What the task asks> Copy each line of the listing that includes "Result".

• • •

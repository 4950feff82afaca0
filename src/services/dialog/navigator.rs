//! Destination resolution.
//!
//! A transition destination is one of:
//!
//! | Destination            | Meaning                                                    |
//! |------------------------|------------------------------------------------------------|
//! | `node`                 | node in the current flow                                   |
//! | `other.flow.json`      | start node of another flow, remembering where we came from |
//! | `other.flow.json#node` | specific node of another flow, remembering as above        |
//! | `#` / `#node`          | back to the parent node (or `node`), transitions only      |
//! | `##` / `##node`        | back to the parent node (or `node`), executed in full      |
//! | `END`                  | end of the current flow                                    |

use crate::error::Result;
use crate::models::flow::{is_flow_reference, END_DESTINATION};
use crate::models::{ContextPhase, DialogContext, Flow, JumpPoint};
use crate::providers::FlowProvider;
use std::sync::Arc;

/// A parsed destination string.
#[derive(Debug, Clone, PartialEq, Eq)]
pub enum Destination {
    End,
    Node(String),
    Flow { flow: String, node: Option<String> },
    Return { node: Option<String>, execute: bool },
}

impl Destination {
    pub fn parse(raw: &str) -> Self {
        let raw = raw.trim();
        if raw == END_DESTINATION {
            return Self::End;
        }

        if let Some(rest) = raw.strip_prefix("##") {
            return Self::Return {
                node: non_empty(rest),
                execute: true,
            };
        }
        if let Some(rest) = raw.strip_prefix('#') {
            return Self::Return {
                node: non_empty(rest),
                execute: false,
            };
        }

        if is_flow_reference(raw) {
            return match raw.split_once('#') {
                Some((flow, node)) => Self::Flow {
                    flow: flow.to_string(),
                    node: non_empty(node),
                },
                None => Self::Flow {
                    flow: raw.to_string(),
                    node: None,
                },
            };
        }

        Self::Node(raw.to_string())
    }
}

fn non_empty(s: &str) -> Option<String> {
    (!s.is_empty()).then(|| s.to_string())
}

/// Where the context ended up after a transition.
#[derive(Debug, Clone)]
pub enum Resolution {
    Moved { flow: Arc<Flow>, node: String },
    End,
}

/// Applies destinations to a [`DialogContext`], loading flows as needed.
#[derive(Clone)]
pub struct FlowNavigator {
    flows: Arc<dyn FlowProvider>,
}

impl FlowNavigator {
    pub fn new(flows: Arc<dyn FlowProvider>) -> Self {
        Self { flows }
    }

    /// Moves `context` to `destination`. Fails with a configuration error when
    /// the target flow or node does not exist; the context is untouched then.
    pub async fn navigate(&self, context: &mut DialogContext, destination: &str) -> Result<Resolution> {
        match Destination::parse(destination) {
            Destination::End => Ok(Resolution::End),

            Destination::Node(node) => {
                let flow = self.flows.get_flow(&context.current_flow).await?;
                flow.require_node(&node)?;
                context.move_to(flow.name.clone(), node.clone(), ContextPhase::Entering);
                Ok(Resolution::Moved { flow, node })
            }

            Destination::Flow { flow, node } => {
                let flow = self.flows.get_flow(&flow).await?;
                let node = match node {
                    Some(node) => flow.require_node(&node)?.name.clone(),
                    None => flow.start()?.name.clone(),
                };

                context.jump_points.push(JumpPoint {
                    flow: context.current_flow.clone(),
                    node: context.current_node.clone(),
                });
                context.move_to(flow.name.clone(), node.clone(), ContextPhase::Entering);
                Ok(Resolution::Moved { flow, node })
            }

            Destination::Return { node, execute } => {
                let Some(parent) = context.jump_points.last().cloned() else {
                    tracing::debug!(
                        flow = %context.current_flow,
                        node = %context.current_node,
                        "[DialogEngine] No parent flow to return to"
                    );
                    return Ok(Resolution::End);
                };

                let flow = self.flows.get_flow(&parent.flow).await?;
                let node = node.unwrap_or(parent.node);
                flow.require_node(&node)?;

                let phase = if execute {
                    ContextPhase::Entering
                } else {
                    ContextPhase::TransitionsOnly
                };
                context.jump_points.pop();
                context.move_to(flow.name.clone(), node.clone(), phase);
                Ok(Resolution::Moved { flow, node })
            }
        }
    }
}

#[cfg(test)]
mod tests {
    use super::*;
    use crate::error::Error;
    use crate::models::Node;
    use crate::providers::StaticFlowProvider;

    fn navigator() -> FlowNavigator {
        let main = Flow::new("main.flow.json", "entry", [Node::new("entry"), Node::new("menu")]).unwrap();
        let sub = Flow::new("survey.flow.json", "ask", [Node::new("ask"), Node::new("thanks")]).unwrap();
        FlowNavigator::new(Arc::new(StaticFlowProvider::new([main, sub])))
    }

    #[test]
    fn test_parse_destinations() {
        assert_eq!(Destination::parse("END"), Destination::End);
        assert_eq!(Destination::parse("menu"), Destination::Node("menu".into()));
        assert_eq!(
            Destination::parse("survey.flow.json"),
            Destination::Flow { flow: "survey.flow.json".into(), node: None }
        );
        assert_eq!(
            Destination::parse("survey.flow.json#thanks"),
            Destination::Flow { flow: "survey.flow.json".into(), node: Some("thanks".into()) }
        );
        assert_eq!(Destination::parse("#"), Destination::Return { node: None, execute: false });
        assert_eq!(
            Destination::parse("##menu"),
            Destination::Return { node: Some("menu".into()), execute: true }
        );
    }

    #[tokio::test]
    async fn test_node_in_same_flow() {
        let mut ctx = DialogContext::at("main.flow.json", "entry");
        let resolution = navigator().navigate(&mut ctx, "menu").await.unwrap();

        assert!(matches!(resolution, Resolution::Moved { ref node, .. } if node == "menu"));
        assert_eq!(ctx.current_node, "menu");
        assert_eq!(ctx.previous_node.as_deref(), Some("entry"));
        assert_eq!(ctx.phase, ContextPhase::Entering);
    }

    #[tokio::test]
    async fn test_subflow_and_return() {
        let nav = navigator();
        let mut ctx = DialogContext::at("main.flow.json", "menu");

        nav.navigate(&mut ctx, "survey.flow.json").await.unwrap();
        assert_eq!(ctx.current_flow, "survey.flow.json");
        assert_eq!(ctx.current_node, "ask");
        assert_eq!(ctx.jump_points.len(), 1);

        nav.navigate(&mut ctx, "#").await.unwrap();
        assert_eq!(ctx.current_flow, "main.flow.json");
        assert_eq!(ctx.current_node, "menu");
        assert_eq!(ctx.phase, ContextPhase::TransitionsOnly);
        assert!(ctx.jump_points.is_empty());
    }

    #[tokio::test]
    async fn test_execute_parent_node() {
        let nav = navigator();
        let mut ctx = DialogContext::at("main.flow.json", "menu");
        nav.navigate(&mut ctx, "survey.flow.json#thanks").await.unwrap();
        assert_eq!(ctx.current_node, "thanks");

        nav.navigate(&mut ctx, "##entry").await.unwrap();
        assert_eq!(ctx.current_node, "entry");
        assert_eq!(ctx.phase, ContextPhase::Entering);
    }

    #[tokio::test]
    async fn test_return_without_parent_ends() {
        let mut ctx = DialogContext::at("main.flow.json", "entry");
        let resolution = navigator().navigate(&mut ctx, "#").await.unwrap();
        assert!(matches!(resolution, Resolution::End));
        assert_eq!(ctx.current_node, "entry");
    }

    #[tokio::test]
    async fn test_unknown_targets_are_configuration_errors() {
        let nav = navigator();
        let mut ctx = DialogContext::at("main.flow.json", "entry");

        assert!(matches!(nav.navigate(&mut ctx, "nowhere").await, Err(Error::Configuration(_))));
        assert!(matches!(nav.navigate(&mut ctx, "ghost.flow.json").await, Err(Error::Configuration(_))));
        assert_eq!(ctx.current_node, "entry");
        assert!(ctx.jump_points.is_empty());
    }
}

• • •

Answer for this exercise>
use crate::error::Result;
    pub async fn navigate(&self, context: &mut DialogContext, destination: &str) -> Result<Resolution> {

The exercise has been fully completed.